(Excerpted data Opens)
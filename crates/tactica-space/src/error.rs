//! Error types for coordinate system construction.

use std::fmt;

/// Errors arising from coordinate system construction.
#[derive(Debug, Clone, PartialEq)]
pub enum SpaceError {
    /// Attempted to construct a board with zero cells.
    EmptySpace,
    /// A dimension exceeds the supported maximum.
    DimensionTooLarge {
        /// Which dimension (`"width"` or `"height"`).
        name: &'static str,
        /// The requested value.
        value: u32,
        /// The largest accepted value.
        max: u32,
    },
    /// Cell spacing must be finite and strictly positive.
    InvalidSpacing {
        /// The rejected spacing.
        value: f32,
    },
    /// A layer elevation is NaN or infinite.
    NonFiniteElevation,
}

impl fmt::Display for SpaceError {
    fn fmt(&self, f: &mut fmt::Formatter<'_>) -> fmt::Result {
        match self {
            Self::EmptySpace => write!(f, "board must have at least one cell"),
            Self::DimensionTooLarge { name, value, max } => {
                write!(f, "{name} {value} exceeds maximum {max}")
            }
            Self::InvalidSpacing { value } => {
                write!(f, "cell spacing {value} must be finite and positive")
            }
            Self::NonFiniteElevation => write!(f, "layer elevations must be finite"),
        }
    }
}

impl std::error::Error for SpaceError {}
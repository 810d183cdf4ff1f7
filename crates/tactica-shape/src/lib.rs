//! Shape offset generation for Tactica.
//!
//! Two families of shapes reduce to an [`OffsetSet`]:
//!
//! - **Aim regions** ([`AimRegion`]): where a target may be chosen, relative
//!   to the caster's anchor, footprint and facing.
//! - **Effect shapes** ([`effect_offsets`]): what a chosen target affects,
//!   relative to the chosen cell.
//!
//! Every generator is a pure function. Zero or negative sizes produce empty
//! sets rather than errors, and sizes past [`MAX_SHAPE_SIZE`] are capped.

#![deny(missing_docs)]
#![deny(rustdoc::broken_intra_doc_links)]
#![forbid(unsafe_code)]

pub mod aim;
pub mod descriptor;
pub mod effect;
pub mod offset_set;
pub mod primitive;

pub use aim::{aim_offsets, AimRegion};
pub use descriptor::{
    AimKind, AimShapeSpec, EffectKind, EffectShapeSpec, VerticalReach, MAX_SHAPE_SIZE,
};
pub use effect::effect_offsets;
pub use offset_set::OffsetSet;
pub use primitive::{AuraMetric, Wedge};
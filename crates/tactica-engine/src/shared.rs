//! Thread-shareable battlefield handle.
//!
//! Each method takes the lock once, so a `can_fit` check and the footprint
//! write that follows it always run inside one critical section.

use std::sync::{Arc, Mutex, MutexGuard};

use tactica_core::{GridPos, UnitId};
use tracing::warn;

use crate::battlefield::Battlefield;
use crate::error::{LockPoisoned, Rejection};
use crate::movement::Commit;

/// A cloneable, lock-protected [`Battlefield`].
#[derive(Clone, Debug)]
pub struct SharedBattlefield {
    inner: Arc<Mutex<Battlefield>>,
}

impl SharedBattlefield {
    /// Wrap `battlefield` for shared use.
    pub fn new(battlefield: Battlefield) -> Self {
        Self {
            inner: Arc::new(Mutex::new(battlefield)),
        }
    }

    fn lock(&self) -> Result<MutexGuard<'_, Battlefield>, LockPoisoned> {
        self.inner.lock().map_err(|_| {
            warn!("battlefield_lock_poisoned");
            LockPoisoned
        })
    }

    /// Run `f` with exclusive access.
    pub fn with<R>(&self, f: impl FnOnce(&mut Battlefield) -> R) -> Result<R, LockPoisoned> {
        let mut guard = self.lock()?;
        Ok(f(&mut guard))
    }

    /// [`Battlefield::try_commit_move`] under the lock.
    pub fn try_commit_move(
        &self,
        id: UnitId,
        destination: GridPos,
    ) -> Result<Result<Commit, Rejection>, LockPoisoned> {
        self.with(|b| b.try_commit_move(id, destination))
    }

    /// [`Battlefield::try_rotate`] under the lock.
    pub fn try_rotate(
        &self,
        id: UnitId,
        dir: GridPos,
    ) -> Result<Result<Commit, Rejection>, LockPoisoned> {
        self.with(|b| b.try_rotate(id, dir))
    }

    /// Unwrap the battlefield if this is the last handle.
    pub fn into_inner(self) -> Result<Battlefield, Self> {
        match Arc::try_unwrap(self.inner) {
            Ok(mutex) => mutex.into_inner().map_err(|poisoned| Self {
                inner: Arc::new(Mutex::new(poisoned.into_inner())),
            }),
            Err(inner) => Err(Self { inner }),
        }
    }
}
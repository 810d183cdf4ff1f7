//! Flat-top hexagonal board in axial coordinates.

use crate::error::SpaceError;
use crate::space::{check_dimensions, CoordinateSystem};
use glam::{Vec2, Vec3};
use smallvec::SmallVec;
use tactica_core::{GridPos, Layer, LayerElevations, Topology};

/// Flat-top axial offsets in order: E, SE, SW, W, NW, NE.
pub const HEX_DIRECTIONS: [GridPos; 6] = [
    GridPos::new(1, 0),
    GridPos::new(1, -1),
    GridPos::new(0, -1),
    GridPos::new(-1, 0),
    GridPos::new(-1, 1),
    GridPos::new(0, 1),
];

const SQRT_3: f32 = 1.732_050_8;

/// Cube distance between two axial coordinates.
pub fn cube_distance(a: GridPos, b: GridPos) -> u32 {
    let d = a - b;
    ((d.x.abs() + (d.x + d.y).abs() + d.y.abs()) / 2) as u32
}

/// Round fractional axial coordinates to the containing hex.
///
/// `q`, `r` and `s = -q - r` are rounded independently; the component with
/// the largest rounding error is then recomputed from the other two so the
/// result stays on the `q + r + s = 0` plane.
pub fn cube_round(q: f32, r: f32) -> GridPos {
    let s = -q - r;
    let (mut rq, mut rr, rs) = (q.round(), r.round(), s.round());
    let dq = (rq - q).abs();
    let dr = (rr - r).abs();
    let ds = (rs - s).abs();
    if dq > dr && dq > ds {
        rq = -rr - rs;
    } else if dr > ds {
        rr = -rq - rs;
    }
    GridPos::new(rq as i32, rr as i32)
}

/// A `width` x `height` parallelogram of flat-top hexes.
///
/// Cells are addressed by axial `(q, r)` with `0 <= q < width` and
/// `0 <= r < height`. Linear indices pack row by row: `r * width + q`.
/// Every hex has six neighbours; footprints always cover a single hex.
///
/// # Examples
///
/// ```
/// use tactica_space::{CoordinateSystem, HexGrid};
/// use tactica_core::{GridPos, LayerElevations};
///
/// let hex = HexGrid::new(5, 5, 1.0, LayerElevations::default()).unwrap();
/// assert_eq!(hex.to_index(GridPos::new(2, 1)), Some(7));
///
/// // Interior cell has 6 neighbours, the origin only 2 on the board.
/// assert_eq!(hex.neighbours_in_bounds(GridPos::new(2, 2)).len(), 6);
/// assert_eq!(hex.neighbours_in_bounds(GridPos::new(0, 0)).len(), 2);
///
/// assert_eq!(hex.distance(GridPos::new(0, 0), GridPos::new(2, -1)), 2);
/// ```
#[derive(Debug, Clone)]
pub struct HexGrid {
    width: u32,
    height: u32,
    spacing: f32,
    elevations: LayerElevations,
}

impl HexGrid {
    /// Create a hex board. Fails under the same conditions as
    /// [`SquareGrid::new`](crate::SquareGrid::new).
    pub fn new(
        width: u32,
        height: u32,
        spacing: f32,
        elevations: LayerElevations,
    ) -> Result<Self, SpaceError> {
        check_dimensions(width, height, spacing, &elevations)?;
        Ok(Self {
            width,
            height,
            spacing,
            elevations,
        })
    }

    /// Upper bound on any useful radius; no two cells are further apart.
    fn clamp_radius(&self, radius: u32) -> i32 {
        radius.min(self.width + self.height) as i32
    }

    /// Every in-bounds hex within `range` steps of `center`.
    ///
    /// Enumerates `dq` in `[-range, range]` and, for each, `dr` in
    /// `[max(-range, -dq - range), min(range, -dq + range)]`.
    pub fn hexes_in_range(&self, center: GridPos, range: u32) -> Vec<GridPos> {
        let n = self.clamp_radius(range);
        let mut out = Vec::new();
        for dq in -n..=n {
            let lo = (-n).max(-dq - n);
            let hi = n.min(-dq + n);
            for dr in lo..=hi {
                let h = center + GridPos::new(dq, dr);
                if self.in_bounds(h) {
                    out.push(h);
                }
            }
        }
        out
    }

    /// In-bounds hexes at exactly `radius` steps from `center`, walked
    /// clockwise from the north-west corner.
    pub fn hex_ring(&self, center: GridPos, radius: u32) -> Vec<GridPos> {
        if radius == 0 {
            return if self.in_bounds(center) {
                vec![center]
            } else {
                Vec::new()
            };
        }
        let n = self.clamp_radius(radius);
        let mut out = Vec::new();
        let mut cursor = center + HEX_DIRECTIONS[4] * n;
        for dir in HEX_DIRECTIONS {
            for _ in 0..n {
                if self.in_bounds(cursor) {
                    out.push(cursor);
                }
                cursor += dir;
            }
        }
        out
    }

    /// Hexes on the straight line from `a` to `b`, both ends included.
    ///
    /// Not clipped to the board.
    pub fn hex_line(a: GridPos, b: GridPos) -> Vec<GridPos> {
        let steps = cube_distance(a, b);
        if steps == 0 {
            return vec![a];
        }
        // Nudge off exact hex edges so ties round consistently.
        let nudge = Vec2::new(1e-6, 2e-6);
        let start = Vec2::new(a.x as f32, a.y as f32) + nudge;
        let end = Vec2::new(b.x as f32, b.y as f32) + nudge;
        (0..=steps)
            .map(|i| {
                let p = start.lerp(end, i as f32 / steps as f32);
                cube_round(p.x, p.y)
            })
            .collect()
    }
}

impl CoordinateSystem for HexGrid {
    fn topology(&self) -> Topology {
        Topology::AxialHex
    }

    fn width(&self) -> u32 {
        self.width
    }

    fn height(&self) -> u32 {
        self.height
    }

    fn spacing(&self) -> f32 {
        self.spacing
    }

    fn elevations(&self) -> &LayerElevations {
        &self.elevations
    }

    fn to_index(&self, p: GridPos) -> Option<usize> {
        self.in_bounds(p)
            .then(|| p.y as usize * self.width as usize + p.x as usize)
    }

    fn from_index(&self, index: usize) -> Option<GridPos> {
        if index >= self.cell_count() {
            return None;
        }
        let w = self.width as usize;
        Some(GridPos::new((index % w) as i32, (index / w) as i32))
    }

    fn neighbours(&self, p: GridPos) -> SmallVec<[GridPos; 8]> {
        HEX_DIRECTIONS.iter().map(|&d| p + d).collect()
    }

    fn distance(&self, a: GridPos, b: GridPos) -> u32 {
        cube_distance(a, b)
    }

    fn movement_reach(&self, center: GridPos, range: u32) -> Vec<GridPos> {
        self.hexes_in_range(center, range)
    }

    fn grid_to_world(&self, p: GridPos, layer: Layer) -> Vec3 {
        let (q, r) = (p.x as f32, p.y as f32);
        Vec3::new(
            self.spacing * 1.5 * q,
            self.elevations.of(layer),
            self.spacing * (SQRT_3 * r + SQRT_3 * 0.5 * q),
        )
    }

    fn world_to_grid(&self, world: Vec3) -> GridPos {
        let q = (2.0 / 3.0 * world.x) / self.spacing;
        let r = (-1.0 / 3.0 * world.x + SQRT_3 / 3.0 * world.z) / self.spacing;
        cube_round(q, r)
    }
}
(Excerpted data Closes)
Lines of the listing above that hold the string "cursor" should each be copied.

        let mut cursor = center + HEX_DIRECTIONS[4] * n;
                if self.in_bounds(cursor) {
                    out.push(cursor);
                cursor += dir;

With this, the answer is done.